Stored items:
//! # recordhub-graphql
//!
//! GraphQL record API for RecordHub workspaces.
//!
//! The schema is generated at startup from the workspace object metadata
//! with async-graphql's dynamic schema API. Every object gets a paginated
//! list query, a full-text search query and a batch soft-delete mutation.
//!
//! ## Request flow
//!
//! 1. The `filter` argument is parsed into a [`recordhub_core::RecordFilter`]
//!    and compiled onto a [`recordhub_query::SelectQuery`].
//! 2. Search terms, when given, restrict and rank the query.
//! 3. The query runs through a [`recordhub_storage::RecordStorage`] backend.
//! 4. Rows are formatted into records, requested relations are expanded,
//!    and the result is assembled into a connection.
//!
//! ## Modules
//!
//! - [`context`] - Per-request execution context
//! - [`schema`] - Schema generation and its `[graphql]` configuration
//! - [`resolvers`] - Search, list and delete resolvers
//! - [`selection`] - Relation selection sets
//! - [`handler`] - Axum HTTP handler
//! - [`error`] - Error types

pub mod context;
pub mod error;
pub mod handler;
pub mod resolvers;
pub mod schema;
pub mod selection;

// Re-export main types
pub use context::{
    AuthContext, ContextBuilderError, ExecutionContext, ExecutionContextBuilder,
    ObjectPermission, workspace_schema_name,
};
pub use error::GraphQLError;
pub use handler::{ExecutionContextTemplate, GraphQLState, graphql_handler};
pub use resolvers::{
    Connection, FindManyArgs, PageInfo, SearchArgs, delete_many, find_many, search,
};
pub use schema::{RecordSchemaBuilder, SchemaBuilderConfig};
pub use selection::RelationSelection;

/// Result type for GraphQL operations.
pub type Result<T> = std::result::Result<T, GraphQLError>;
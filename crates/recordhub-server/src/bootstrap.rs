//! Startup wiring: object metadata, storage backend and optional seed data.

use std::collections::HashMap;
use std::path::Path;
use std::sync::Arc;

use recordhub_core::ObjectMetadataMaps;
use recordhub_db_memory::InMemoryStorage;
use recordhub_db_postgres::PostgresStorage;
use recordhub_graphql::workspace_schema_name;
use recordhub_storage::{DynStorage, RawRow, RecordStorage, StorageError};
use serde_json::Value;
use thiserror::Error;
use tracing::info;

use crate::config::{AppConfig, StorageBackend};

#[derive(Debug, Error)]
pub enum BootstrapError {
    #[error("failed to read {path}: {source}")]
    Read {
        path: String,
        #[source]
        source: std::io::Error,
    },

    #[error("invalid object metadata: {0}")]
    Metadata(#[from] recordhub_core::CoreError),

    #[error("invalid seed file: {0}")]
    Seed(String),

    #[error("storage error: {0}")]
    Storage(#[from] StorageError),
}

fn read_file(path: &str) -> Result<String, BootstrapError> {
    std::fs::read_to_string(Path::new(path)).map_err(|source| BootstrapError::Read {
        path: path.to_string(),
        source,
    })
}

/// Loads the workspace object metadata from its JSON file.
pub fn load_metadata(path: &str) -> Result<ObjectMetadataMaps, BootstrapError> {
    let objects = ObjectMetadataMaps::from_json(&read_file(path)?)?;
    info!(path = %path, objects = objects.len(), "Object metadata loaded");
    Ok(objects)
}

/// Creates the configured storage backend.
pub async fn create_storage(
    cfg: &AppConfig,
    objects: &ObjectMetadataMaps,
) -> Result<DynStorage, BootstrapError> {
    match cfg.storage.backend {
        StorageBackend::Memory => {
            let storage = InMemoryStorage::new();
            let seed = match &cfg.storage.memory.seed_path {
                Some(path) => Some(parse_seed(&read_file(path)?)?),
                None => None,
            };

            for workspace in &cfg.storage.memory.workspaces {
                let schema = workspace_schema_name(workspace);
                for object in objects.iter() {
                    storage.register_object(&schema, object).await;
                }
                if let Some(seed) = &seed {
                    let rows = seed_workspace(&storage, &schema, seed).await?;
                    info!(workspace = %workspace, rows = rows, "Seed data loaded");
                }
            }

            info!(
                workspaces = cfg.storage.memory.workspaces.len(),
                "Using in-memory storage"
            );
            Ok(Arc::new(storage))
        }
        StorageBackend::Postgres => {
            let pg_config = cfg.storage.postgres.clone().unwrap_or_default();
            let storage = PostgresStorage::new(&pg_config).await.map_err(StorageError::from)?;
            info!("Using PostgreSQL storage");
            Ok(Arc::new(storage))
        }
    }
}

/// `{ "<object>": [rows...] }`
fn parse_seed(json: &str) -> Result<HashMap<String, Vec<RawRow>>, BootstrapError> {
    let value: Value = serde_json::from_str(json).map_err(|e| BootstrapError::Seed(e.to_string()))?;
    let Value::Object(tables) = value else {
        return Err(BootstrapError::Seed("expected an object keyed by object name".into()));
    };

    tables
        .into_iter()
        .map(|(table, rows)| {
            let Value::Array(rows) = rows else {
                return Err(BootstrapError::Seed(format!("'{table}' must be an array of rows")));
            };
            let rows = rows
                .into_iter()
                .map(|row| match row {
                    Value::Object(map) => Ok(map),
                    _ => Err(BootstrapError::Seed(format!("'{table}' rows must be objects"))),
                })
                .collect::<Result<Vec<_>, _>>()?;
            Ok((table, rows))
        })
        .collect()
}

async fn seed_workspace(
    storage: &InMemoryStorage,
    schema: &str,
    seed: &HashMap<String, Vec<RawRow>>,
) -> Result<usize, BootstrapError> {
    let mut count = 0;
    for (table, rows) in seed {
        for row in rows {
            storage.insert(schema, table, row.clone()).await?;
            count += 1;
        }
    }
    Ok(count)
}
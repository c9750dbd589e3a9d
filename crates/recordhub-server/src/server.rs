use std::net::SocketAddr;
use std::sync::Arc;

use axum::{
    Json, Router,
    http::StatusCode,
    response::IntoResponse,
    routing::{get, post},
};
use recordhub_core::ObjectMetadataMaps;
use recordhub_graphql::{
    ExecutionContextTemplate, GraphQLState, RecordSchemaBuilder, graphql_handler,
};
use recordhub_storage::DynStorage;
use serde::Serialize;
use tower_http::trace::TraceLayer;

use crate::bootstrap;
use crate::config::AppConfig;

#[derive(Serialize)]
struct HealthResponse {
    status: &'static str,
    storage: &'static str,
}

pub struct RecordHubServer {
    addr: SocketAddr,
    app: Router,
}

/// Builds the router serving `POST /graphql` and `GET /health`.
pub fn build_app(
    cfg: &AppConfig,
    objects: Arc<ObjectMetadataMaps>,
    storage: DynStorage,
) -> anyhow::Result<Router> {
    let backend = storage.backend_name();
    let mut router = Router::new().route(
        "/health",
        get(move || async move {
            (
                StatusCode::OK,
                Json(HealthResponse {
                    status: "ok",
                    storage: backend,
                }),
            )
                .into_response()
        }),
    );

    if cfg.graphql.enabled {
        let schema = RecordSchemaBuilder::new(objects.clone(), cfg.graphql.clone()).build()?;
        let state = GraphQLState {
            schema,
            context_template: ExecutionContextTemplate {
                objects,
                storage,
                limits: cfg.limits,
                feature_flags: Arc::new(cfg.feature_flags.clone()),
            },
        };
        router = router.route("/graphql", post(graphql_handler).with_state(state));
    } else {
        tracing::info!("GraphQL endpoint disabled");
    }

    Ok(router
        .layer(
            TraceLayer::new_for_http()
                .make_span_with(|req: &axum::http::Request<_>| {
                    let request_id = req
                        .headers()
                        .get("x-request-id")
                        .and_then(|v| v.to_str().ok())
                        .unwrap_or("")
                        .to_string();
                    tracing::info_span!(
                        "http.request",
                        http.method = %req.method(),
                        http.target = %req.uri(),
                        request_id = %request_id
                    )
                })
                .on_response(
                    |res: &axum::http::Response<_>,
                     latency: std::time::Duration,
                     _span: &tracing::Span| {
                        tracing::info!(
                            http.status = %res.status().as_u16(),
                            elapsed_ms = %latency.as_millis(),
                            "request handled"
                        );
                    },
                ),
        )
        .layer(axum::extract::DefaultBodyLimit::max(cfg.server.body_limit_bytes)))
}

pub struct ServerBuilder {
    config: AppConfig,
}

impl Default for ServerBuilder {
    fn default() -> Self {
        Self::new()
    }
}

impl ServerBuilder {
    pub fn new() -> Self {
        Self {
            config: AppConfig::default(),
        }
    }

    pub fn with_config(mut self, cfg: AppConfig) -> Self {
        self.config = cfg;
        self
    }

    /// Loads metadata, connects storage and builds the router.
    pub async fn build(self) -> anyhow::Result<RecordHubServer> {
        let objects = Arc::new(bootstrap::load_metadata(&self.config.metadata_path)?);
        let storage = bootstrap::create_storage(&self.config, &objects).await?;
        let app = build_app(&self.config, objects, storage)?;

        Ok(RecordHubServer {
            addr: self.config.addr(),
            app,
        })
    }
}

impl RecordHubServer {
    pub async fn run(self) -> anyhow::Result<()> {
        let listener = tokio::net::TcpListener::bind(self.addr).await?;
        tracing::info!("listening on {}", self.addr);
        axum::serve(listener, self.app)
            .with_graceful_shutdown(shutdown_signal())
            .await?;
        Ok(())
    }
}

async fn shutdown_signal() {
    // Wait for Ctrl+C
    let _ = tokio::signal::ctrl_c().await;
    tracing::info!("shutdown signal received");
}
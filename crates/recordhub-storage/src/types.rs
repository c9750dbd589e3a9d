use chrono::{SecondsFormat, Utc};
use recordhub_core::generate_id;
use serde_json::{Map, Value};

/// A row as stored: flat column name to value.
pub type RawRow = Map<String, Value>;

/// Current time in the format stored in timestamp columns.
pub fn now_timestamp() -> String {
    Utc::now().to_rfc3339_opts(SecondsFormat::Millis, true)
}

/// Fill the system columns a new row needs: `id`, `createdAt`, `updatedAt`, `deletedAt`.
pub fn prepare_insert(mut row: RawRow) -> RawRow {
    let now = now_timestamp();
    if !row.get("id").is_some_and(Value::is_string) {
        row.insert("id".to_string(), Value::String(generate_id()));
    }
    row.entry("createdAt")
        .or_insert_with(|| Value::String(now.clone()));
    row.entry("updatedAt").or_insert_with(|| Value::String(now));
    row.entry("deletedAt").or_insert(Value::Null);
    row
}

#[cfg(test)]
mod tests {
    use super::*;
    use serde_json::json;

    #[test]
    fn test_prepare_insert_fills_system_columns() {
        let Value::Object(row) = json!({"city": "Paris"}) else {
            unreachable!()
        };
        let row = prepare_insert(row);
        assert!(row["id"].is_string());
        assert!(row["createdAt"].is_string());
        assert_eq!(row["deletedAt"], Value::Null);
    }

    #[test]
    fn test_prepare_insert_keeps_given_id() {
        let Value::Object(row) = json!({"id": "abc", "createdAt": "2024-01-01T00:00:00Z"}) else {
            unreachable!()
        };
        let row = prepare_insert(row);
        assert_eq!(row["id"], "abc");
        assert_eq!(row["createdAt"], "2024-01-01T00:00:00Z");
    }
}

TO DO: Beginning at the line with "axum::serve(listener, self.app)" and stopping after the line with "use serde_json::json;", please write out every line of the data above exactly and nothing else.

RESPONSE BELOW:
        axum::serve(listener, self.app)
            .with_graceful_shutdown(shutdown_signal())
            .await?;
        Ok(())
    }
}

async fn shutdown_signal() {
    // Wait for Ctrl+C
    let _ = tokio::signal::ctrl_c().await;
    tracing::info!("shutdown signal received");
}
filename crates/recordhub-storage/src/types.rs
repository c9750dbd589e3a9d
use chrono::{SecondsFormat, Utc};
use recordhub_core::generate_id;
use serde_json::{Map, Value};

/// A row as stored: flat column name to value.
pub type RawRow = Map<String, Value>;

/// Current time in the format stored in timestamp columns.
pub fn now_timestamp() -> String {
    Utc::now().to_rfc3339_opts(SecondsFormat::Millis, true)
}

/// Fill the system columns a new row needs: `id`, `createdAt`, `updatedAt`, `deletedAt`.
pub fn prepare_insert(mut row: RawRow) -> RawRow {
    let now = now_timestamp();
    if !row.get("id").is_some_and(Value::is_string) {
        row.insert("id".to_string(), Value::String(generate_id()));
    }
    row.entry("createdAt")
        .or_insert_with(|| Value::String(now.clone()));
    row.entry("updatedAt").or_insert_with(|| Value::String(now));
    row.entry("deletedAt").or_insert(Value::Null);
    row
}

#[cfg(test)]
mod tests {
    use super::*;
    use serde_json::json;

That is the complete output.